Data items
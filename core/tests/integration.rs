//! Model calls against the live mock server.
//!
//! # Design
//! Starts the mock server on a random port, then drives the client over real
//! HTTP with the ureq transport. Checks that what the core assembles is what
//! a server actually receives, and that real responses parse as expected.

#![cfg(feature = "ureq")]

use std::net::SocketAddr;

use apiclient_core::registry::ModelDefinition;
use apiclient_core::transport::UreqTransport;
use apiclient_core::{ApiError, Call, Client, ClientConfig, FieldValue, Model, ModelRegistry, Payload};
use serde_json::{json, Value};

fn start_server() -> SocketAddr {
    let std_listener = std::net::TcpListener::bind("127.0.0.1:0").unwrap();
    let addr = std_listener.local_addr().unwrap();
    std_listener.set_nonblocking(true).unwrap();

    std::thread::spawn(move || {
        let rt = tokio::runtime::Builder::new_current_thread()
            .enable_all()
            .build()
            .unwrap();
        rt.block_on(async {
            let listener = tokio::net::TcpListener::from_std(std_listener).unwrap();
            mock_server::run(listener).await
        })
        .unwrap();
    });
    addr
}

fn registry() -> ModelRegistry {
    let mut registry = ModelRegistry::new("mock");
    registry
        .define_root(
            "User",
            ModelDefinition::new()
                .endpoint("/user")
                .fields(["id", "name", "email", "profile"]),
        )
        .define("mock::models::User::Profile", ModelDefinition::new().endpoint("/profile"))
        .define_root("Echo", ModelDefinition::new().endpoint("/echo").http_auth())
        .define_root("Session", ModelDefinition::new().endpoint("/session"))
        .define_root("Cached", ModelDefinition::new().endpoint("/cached"))
        .define_root("Plain", ModelDefinition::new().endpoint("/plain"));
    registry
}

fn connect(addr: SocketAddr) -> Client {
    let config = ClientConfig {
        domain: Some(addr.to_string()),
        https: false,
        timeout_secs: Some(10),
        ..ClientConfig::default()
    };
    Client::from_config(&config, registry()).unwrap()
}

fn parsed(payload: Payload) -> Value {
    payload.into_json().expect("expected a parsed payload")
}

fn profile_of(user: &Model) -> Model {
    user.get_field("profile")
        .unwrap()
        .and_then(FieldValue::into_model)
        .unwrap()
}

#[test]
fn user_lifecycle() {
    let client = connect(start_server());
    let user = client.model("user").unwrap();

    // List is empty and reports the query it was sent.
    let list = parsed(user.get("/list", json!({"page": "1"})).unwrap());
    assert_eq!(list["users"], json!([]));
    assert_eq!(list["query"]["page"], "1");
    assert_eq!(user.last_http_code(), Some(200));

    // Create.
    let created = parsed(user.post("", json!({"name": "Integration"})).unwrap());
    assert_eq!(user.last_http_code(), Some(201));
    assert_eq!(created["name"], "Integration");
    let id = created["id"].as_str().unwrap().to_string();

    // PUT rides on the POST path with a method override.
    let updated = parsed(user.put(&format!("/{id}"), json!({"email": "it@example.com"})).unwrap());
    assert_eq!(updated["name"], "Integration");
    assert_eq!(updated["email"], "it@example.com");

    // Nested model: /user + /profile.
    let profile = profile_of(&user);
    let body = parsed(profile.get(&format!("/{id}"), Value::Null).unwrap());
    assert_eq!(body["user_id"], id.as_str());

    let list = parsed(user.get("/list", Value::Null).unwrap());
    assert_eq!(list["users"].as_array().map(Vec::len), Some(1));
    assert_eq!(list["query"], json!({}), "params from earlier calls must not leak");

    // Unknown id.
    user.get("/00000000-0000-0000-0000-000000000000", Value::Null).unwrap();
    assert_eq!(user.last_http_code(), Some(404));
}

#[test]
fn echo_sees_what_was_assembled() {
    let client = connect(start_server());
    client
        .params_mut()
        .add_auth("login", "bob")
        .add_auth("password", "s3cret");

    let echo = client.model("echo").unwrap();
    echo.set_headers([("X-Trace", "abc")]);
    let seen = parsed(echo.put("/a", json!({"n": 1})).unwrap());

    assert_eq!(seen["method"], "PUT");
    assert_eq!(seen["path"], "/echo/a");
    assert_eq!(seen["headers"]["content-type"], "application/json");
    assert_eq!(seen["headers"]["x-trace"], "abc");
    assert_eq!(seen["headers"]["authorization"], "Basic Ym9iOnMzY3JldA==");
    let body: Value = serde_json::from_str(seen["body"].as_str().unwrap()).unwrap();
    assert_eq!(body, json!({"n": 1}));
}

#[test]
fn form_bodies_and_get_auth() {
    let client = connect(start_server());
    client
        .params_mut()
        .set_json(false)
        .set_get_auth(true)
        .add_auth("api_key", "k1");

    let echo = client.model("echo").unwrap();
    let seen = parsed(echo.post("", json!({"name": "Ada", "tags": ["a", "b"]})).unwrap());
    assert_eq!(seen["method"], "POST");
    assert_eq!(seen["query"], "api_key=k1");
    assert_eq!(seen["headers"]["content-type"], "application/x-www-form-urlencoded");
    assert_eq!(seen["body"], "name=Ada&tags%5B0%5D=a&tags%5B1%5D=b");
}

#[test]
fn file_uploads_are_sent_as_the_body() {
    let client = connect(start_server());
    let dir = tempfile::tempdir().unwrap();
    let path = dir.path().join("upload.txt");
    std::fs::write(&path, "file contents").unwrap();

    let echo = client.model("echo").unwrap();
    client.params_mut().set_file(&path).unwrap();
    let seen = parsed(echo.execute(Call::post("/upload")).unwrap());

    assert_eq!(seen["method"], "POST");
    assert_eq!(seen["body"], "file contents");
    assert!(!client.params().has_file());
}

#[test]
fn non_json_bodies() {
    let client = connect(start_server());
    let plain = client.model("plain").unwrap();
    assert_eq!(plain.get("", Value::Null).unwrap(), Payload::Json(Value::Null));

    plain.set_parse_response(false);
    assert_eq!(
        plain.get("", Value::Null).unwrap(),
        Payload::Raw("pong".to_string())
    );
}

#[test]
fn if_modified_since_reaches_the_server() {
    let client = connect(start_server());
    let cached = client.model("cached").unwrap();

    cached.get("", Value::Null).unwrap();
    assert_eq!(cached.last_http_code(), Some(200));

    cached
        .execute(Call::get("").if_modified_since("2024-01-01"))
        .unwrap();
    assert_eq!(cached.last_http_code(), Some(304));
}

#[test]
fn cookie_jar_round_trip() {
    let client = connect(start_server());
    let dir = tempfile::tempdir().unwrap();
    let jar = dir.path().join("cookie.txt");
    client.set_cookie_jar(&jar).set_cookies(true);

    let session = client.model("session").unwrap();
    let first = parsed(session.get("", Value::Null).unwrap());
    assert!(first["cookie"].is_null());
    assert!(std::fs::read_to_string(&jar).unwrap().contains(mock_server::SESSION_COOKIE));

    let second = parsed(session.get("", Value::Null).unwrap());
    assert_eq!(second["cookie"], mock_server::SESSION_COOKIE);
}

#[test]
fn refused_connection_is_a_network_error() {
    let addr = {
        let listener = std::net::TcpListener::bind("127.0.0.1:0").unwrap();
        listener.local_addr().unwrap()
    };
    let client = connect(addr);
    let err = client.model("user").unwrap().get("/list", Value::Null).unwrap_err();
    assert!(matches!(err, ApiError::Network { .. }), "got {err:?}");
    assert!(err.network_code().is_some());
}

#[test]
fn explicit_transport_construction() {
    let addr = start_server();
    let client = Client::new(registry(), UreqTransport::new());
    client
        .params_mut()
        .set_domain(addr.to_string())
        .set_https(false);
    let list = parsed(client.model("user").unwrap().get("/list", Value::Null).unwrap());
    assert_eq!(list["users"], json!([]));
}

▶ _Exercise brief_
Return every record above exactly, line by line.

▶ _Output_
filename core/tests/integration.rs
//! Model calls against the live mock server.
//!
//! # Design
//! Starts the mock server on a random port, then drives the client over real
//! HTTP with the ureq transport. Checks that what the core assembles is what
//! a server actually receives, and that real responses parse as expected.

#![cfg(feature = "ureq")]

use std::net::SocketAddr;

use apiclient_core::registry::ModelDefinition;
use apiclient_core::transport::UreqTransport;
use apiclient_core::{ApiError, Call, Client, ClientConfig, FieldValue, Model, ModelRegistry, Payload};
use serde_json::{json, Value};

fn start_server() -> SocketAddr {
    let std_listener = std::net::TcpListener::bind("127.0.0.1:0").unwrap();
    let addr = std_listener.local_addr().unwrap();
    std_listener.set_nonblocking(true).unwrap();

    std::thread::spawn(move || {
        let rt = tokio::runtime::Builder::new_current_thread()
            .enable_all()
            .build()
            .unwrap();
        rt.block_on(async {
            let listener = tokio::net::TcpListener::from_std(std_listener).unwrap();
            mock_server::run(listener).await
        })
        .unwrap();
    });
    addr
}

fn registry() -> ModelRegistry {
    let mut registry = ModelRegistry::new("mock");
    registry
        .define_root(
            "User",
            ModelDefinition::new()
                .endpoint("/user")
                .fields(["id", "name", "email", "profile"]),
        )
        .define("mock::models::User::Profile", ModelDefinition::new().endpoint("/profile"))
        .define_root("Echo", ModelDefinition::new().endpoint("/echo").http_auth())
        .define_root("Session", ModelDefinition::new().endpoint("/session"))
        .define_root("Cached", ModelDefinition::new().endpoint("/cached"))
        .define_root("Plain", ModelDefinition::new().endpoint("/plain"));
    registry
}

fn connect(addr: SocketAddr) -> Client {
    let config = ClientConfig {
        domain: Some(addr.to_string()),
        https: false,
        timeout_secs: Some(10),
        ..ClientConfig::default()
    };
    Client::from_config(&config, registry()).unwrap()
}

fn parsed(payload: Payload) -> Value {
    payload.into_json().expect("expected a parsed payload")
}

fn profile_of(user: &Model) -> Model {
    user.get_field("profile")
        .unwrap()
        .and_then(FieldValue::into_model)
        .unwrap()
}

#[test]
fn user_lifecycle() {
    let client = connect(start_server());
    let user = client.model("user").unwrap();

    // List is empty and reports the query it was sent.
    let list = parsed(user.get("/list", json!({"page": "1"})).unwrap());
    assert_eq!(list["users"], json!([]));
    assert_eq!(list["query"]["page"], "1");
    assert_eq!(user.last_http_code(), Some(200));

    // Create.
    let created = parsed(user.post("", json!({"name": "Integration"})).unwrap());
    assert_eq!(user.last_http_code(), Some(201));
    assert_eq!(created["name"], "Integration");
    let id = created["id"].as_str().unwrap().to_string();

    // PUT rides on the POST path with a method override.
    let updated = parsed(user.put(&format!("/{id}"), json!({"email": "it@example.com"})).unwrap());
    assert_eq!(updated["name"], "Integration");
    assert_eq!(updated["email"], "it@example.com");

    // Nested model: /user + /profile.
    let profile = profile_of(&user);
    let body = parsed(profile.get(&format!("/{id}"), Value::Null).unwrap());
    assert_eq!(body["user_id"], id.as_str());

    let list = parsed(user.get("/list", Value::Null).unwrap());
    assert_eq!(list["users"].as_array().map(Vec::len), Some(1));
    assert_eq!(list["query"], json!({}), "params from earlier calls must not leak");

    // Unknown id.
    user.get("/00000000-0000-0000-0000-000000000000", Value::Null).unwrap();
    assert_eq!(user.last_http_code(), Some(404));
}

#[test]
fn echo_sees_what_was_assembled() {
    let client = connect(start_server());
    client
        .params_mut()
        .add_auth("login", "bob")
        .add_auth("password", "s3cret");

    let echo = client.model("echo").unwrap();
    echo.set_headers([("X-Trace", "abc")]);
    let seen = parsed(echo.put("/a", json!({"n": 1})).unwrap());

    assert_eq!(seen["method"], "PUT");
    assert_eq!(seen["path"], "/echo/a");
    assert_eq!(seen["headers"]["content-type"], "application/json");
    assert_eq!(seen["headers"]["x-trace"], "abc");
    assert_eq!(seen["headers"]["authorization"], "Basic Ym9iOnMzY3JldA==");
    let body: Value = serde_json::from_str(seen["body"].as_str().unwrap()).unwrap();
    assert_eq!(body, json!({"n": 1}));
}

#[test]
fn form_bodies_and_get_auth() {
    let client = connect(start_server());
    client
        .params_mut()
        .set_json(false)
        .set_get_auth(true)
        .add_auth("api_key", "k1");

    let echo = client.model("echo").unwrap();
    let seen = parsed(echo.post("", json!({"name": "Ada", "tags": ["a", "b"]})).unwrap());
    assert_eq!(seen["method"], "POST");
    assert_eq!(seen["query"], "api_key=k1");
    assert_eq!(seen["headers"]["content-type"], "application/x-www-form-urlencoded");
    assert_eq!(seen["body"], "name=Ada&tags%5B0%5D=a&tags%5B1%5D=b");
}

#[test]
fn file_uploads_are_sent_as_the_body() {
    let client = connect(start_server());
    let dir = tempfile::tempdir().unwrap();
    let path = dir.path().join("upload.txt");
    std::fs::write(&path, "file contents").unwrap();

    let echo = client.model("echo").unwrap();
    client.params_mut().set_file(&path).unwrap();
    let seen = parsed(echo.execute(Call::post("/upload")).unwrap());

    assert_eq!(seen["method"], "POST");
    assert_eq!(seen["body"], "file contents");
    assert!(!client.params().has_file());
}

#[test]
fn non_json_bodies() {
    let client = connect(start_server());
    let plain = client.model("plain").unwrap();
    assert_eq!(plain.get("", Value::Null).unwrap(), Payload::Json(Value::Null));

    plain.set_parse_response(false);
    assert_eq!(
        plain.get("", Value::Null).unwrap(),
        Payload::Raw("pong".to_string())
    );
}

#[test]
fn if_modified_since_reaches_the_server() {
    let client = connect(start_server());
    let cached = client.model("cached").unwrap();

    cached.get("", Value::Null).unwrap();
    assert_eq!(cached.last_http_code(), Some(200));

    cached
        .execute(Call::get("").if_modified_since("2024-01-01"))
        .unwrap();
    assert_eq!(cached.last_http_code(), Some(304));
}

#[test]
fn cookie_jar_round_trip() {
    let client = connect(start_server());
    let dir = tempfile::tempdir().unwrap();
    let jar = dir.path().join("cookie.txt");
    client.set_cookie_jar(&jar).set_cookies(true);

    let session = client.model("session").unwrap();
    let first = parsed(session.get("", Value::Null).unwrap());
    assert!(first["cookie"].is_null());
    assert!(std::fs::read_to_string(&jar).unwrap().contains(mock_server::SESSION_COOKIE));

    let second = parsed(session.get("", Value::Null).unwrap());
    assert_eq!(second["cookie"], mock_server::SESSION_COOKIE);
}

#[test]
fn refused_connection_is_a_network_error() {
    let addr = {
        let listener = std::net::TcpListener::bind("127.0.0.1:0").unwrap();
        listener.local_addr().unwrap()
    };
    let client = connect(addr);
    let err = client.model("user").unwrap().get("/list", Value::Null).unwrap_err();
    assert!(matches!(err, ApiError::Network { .. }), "got {err:?}");
    assert!(err.network_code().is_some());
}

#[test]
fn explicit_transport_construction() {
    let addr = start_server();
    let client = Client::new(registry(), UreqTransport::new());
    client
        .params_mut()
        .set_domain(addr.to_string())
        .set_https(false);
    let list = parsed(client.model("user").unwrap().get("/list", Value::Null).unwrap());
    assert_eq!(list["users"], json!([]));
}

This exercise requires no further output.